Sort through the material below and copy each line with "directory".

BEGIN Material for this exercise

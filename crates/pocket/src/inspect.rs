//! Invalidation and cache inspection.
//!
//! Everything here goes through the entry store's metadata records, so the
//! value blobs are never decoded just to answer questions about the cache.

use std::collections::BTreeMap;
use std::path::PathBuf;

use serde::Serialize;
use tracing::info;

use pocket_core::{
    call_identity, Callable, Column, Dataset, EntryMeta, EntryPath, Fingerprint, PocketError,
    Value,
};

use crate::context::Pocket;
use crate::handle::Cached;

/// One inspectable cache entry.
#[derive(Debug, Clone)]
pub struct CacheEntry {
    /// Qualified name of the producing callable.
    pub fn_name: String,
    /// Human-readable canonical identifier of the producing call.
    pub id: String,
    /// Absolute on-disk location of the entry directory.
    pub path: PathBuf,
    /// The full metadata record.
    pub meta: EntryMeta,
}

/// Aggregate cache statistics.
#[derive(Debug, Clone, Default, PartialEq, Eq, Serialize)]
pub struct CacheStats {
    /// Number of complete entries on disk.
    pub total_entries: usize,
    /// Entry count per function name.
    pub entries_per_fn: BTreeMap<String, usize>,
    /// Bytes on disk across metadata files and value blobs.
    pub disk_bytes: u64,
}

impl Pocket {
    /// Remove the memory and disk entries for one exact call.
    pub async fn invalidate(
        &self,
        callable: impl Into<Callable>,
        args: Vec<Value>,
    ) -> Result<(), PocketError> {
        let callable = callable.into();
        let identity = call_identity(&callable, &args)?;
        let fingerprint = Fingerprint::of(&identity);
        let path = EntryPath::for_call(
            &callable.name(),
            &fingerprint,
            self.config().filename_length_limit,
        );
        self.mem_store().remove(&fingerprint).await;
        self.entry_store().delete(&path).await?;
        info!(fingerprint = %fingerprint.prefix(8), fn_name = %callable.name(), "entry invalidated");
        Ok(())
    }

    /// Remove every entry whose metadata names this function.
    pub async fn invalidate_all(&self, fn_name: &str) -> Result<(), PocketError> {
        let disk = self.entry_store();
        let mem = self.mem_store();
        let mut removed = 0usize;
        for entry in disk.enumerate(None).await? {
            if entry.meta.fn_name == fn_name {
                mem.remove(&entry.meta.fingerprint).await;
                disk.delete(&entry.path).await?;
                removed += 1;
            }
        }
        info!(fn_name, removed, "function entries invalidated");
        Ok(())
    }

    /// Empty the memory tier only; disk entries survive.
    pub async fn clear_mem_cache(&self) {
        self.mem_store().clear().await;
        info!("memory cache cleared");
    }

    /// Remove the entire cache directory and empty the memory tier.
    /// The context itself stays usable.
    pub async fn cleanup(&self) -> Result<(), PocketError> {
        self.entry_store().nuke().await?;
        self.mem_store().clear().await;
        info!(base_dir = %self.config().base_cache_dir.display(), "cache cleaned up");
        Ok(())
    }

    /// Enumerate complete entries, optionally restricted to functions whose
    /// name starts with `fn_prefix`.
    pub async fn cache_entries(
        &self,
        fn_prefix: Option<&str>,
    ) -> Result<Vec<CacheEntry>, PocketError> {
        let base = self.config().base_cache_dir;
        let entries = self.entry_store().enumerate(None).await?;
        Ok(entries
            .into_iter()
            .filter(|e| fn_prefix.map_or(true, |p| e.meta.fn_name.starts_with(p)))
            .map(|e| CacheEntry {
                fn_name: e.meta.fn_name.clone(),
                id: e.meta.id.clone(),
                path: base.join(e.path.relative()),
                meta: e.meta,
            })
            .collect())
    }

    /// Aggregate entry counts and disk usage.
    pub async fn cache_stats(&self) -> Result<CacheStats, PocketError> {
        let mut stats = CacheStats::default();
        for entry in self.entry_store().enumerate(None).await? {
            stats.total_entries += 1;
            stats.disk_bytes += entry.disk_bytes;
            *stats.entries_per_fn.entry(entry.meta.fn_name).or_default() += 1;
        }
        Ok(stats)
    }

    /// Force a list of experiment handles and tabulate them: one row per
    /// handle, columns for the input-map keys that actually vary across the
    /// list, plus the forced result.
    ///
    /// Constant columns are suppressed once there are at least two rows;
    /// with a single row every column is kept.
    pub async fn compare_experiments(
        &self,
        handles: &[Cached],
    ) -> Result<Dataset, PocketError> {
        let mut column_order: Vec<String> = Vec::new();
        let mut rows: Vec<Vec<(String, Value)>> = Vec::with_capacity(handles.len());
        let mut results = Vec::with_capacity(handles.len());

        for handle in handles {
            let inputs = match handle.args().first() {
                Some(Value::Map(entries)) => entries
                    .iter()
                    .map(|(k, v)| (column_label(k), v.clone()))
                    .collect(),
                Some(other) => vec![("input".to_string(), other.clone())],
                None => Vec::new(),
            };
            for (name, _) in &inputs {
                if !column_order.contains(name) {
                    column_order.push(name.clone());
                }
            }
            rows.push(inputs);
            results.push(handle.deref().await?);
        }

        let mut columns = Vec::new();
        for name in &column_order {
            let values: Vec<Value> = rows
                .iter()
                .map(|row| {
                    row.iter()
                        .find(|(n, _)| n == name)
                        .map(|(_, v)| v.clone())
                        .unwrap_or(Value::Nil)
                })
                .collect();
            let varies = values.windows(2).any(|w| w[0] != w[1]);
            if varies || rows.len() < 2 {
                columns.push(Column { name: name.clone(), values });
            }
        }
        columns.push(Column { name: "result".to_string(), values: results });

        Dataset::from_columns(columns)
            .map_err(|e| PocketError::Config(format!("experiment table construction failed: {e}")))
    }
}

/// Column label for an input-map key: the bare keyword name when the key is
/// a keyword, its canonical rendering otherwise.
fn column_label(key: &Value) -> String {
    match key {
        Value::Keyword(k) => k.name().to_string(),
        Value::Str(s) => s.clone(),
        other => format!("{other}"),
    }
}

END Material for this exercise
BEGIN Material for this exercise

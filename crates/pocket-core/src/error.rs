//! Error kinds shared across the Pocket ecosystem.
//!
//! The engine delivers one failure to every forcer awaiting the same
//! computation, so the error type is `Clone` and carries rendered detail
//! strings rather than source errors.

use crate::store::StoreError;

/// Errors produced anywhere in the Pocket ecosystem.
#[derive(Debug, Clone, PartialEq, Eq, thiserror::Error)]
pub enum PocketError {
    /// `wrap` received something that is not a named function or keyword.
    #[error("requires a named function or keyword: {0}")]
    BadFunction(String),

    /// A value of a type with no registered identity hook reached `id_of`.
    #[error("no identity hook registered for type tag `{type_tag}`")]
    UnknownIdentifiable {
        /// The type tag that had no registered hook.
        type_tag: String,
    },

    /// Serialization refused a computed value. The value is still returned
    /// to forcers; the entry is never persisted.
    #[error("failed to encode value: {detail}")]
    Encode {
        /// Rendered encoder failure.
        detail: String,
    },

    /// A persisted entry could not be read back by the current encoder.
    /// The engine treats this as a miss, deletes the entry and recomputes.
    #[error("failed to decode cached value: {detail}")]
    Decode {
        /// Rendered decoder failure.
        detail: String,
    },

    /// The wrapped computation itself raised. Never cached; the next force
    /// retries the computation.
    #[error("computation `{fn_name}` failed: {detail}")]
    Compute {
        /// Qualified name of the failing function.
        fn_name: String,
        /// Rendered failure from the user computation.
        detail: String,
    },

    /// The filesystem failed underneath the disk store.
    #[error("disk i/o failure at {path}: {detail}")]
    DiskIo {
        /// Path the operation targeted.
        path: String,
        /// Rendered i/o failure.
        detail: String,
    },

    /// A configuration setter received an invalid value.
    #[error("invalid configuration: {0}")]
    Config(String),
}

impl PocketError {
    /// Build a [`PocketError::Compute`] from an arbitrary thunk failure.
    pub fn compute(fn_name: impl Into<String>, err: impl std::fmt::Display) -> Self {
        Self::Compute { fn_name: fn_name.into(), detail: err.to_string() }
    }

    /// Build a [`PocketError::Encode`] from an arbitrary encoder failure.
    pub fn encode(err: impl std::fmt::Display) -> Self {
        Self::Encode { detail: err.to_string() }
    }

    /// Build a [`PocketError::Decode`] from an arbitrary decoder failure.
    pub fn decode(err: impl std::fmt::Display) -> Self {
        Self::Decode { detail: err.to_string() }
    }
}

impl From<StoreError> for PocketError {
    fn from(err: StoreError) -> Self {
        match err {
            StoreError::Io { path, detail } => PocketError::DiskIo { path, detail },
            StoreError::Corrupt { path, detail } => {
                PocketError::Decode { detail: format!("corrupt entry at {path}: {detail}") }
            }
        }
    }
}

END Material for this exercise

### Answer to the problem
    /// Absolute on-disk location of the entry directory.
    /// Remove the entire cache directory and empty the memory tier.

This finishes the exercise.